Entries supplied:
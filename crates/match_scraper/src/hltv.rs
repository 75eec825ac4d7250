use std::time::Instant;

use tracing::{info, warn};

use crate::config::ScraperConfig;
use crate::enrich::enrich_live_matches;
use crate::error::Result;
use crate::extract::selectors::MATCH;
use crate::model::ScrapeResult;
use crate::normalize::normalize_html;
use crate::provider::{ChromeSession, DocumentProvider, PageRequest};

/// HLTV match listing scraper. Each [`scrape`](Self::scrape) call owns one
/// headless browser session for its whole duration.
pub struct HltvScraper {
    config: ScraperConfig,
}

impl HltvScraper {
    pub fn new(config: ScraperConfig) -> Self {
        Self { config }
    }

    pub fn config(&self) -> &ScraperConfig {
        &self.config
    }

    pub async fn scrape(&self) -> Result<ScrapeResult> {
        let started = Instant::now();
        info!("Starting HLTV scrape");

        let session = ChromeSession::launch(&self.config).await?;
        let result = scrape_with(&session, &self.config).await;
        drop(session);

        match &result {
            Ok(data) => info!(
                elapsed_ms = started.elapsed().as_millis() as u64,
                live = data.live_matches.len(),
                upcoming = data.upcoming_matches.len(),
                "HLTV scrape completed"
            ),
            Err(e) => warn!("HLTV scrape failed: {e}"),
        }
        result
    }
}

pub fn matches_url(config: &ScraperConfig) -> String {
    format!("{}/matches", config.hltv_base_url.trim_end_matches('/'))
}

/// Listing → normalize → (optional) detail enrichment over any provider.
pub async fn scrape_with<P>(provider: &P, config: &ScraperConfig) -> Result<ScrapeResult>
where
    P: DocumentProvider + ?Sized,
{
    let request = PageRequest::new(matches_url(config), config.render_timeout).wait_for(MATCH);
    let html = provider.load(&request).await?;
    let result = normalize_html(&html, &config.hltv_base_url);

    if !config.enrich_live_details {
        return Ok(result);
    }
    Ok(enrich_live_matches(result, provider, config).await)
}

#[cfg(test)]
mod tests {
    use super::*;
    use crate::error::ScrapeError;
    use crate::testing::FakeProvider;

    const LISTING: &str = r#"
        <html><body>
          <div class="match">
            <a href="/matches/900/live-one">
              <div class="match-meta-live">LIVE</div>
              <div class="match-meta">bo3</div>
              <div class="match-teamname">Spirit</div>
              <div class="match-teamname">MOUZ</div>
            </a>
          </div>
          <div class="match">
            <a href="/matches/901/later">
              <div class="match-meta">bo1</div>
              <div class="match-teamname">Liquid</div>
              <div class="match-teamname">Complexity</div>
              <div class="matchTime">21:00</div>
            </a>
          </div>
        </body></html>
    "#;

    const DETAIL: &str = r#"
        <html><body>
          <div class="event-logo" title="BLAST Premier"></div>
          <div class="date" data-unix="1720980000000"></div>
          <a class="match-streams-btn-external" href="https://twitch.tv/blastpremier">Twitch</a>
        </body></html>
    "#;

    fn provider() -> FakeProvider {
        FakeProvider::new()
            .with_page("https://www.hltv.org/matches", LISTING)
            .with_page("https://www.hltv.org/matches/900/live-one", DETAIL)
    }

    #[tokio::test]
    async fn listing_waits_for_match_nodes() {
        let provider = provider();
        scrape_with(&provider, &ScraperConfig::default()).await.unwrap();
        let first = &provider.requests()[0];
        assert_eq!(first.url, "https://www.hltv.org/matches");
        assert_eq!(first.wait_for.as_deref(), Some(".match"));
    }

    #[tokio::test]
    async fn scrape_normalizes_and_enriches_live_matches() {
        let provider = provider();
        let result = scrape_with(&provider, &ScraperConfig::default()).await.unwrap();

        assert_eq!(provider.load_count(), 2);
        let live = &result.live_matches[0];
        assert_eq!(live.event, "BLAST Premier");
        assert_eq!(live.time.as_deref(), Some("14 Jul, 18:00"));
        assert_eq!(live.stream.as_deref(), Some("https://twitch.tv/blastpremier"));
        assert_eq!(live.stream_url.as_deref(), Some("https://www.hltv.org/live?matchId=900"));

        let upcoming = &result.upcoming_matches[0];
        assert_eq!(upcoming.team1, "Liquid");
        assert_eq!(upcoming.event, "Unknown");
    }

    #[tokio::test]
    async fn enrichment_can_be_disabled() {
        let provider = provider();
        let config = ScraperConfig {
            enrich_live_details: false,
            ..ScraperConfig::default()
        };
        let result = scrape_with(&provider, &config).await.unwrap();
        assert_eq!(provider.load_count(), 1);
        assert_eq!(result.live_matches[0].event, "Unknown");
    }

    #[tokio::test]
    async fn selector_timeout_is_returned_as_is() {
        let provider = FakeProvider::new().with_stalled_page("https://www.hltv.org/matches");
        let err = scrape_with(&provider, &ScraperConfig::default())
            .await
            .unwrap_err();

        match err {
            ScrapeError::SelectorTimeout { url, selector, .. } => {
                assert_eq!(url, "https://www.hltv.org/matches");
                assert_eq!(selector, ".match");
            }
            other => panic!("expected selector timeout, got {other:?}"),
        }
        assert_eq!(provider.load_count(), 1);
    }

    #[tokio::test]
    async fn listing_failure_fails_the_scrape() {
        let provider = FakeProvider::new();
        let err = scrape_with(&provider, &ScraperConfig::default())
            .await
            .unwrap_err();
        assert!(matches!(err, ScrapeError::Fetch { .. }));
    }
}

==

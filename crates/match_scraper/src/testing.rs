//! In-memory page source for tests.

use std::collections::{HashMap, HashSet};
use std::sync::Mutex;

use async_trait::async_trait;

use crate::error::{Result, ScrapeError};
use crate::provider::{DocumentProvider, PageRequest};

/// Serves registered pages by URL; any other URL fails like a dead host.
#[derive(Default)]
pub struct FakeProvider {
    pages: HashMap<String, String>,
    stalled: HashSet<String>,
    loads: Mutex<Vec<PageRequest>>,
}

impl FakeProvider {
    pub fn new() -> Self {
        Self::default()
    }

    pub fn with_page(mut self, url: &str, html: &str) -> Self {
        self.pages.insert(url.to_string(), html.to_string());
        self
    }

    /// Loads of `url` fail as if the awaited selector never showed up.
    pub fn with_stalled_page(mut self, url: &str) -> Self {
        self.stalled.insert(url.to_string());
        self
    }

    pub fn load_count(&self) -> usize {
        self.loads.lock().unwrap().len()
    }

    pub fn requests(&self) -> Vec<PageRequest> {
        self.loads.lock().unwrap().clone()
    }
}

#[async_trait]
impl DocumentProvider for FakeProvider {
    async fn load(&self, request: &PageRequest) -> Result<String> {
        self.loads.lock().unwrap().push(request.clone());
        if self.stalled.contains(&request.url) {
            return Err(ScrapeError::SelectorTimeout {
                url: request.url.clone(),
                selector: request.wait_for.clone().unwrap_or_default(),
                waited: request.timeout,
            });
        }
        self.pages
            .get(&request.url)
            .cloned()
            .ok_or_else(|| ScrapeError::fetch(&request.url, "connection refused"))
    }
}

Task instructions: When a line of the records holds the word "other", copy that line.

Written response:
            other => panic!("expected selector timeout, got {other:?}"),
/// Serves registered pages by URL; any other URL fails like a dead host.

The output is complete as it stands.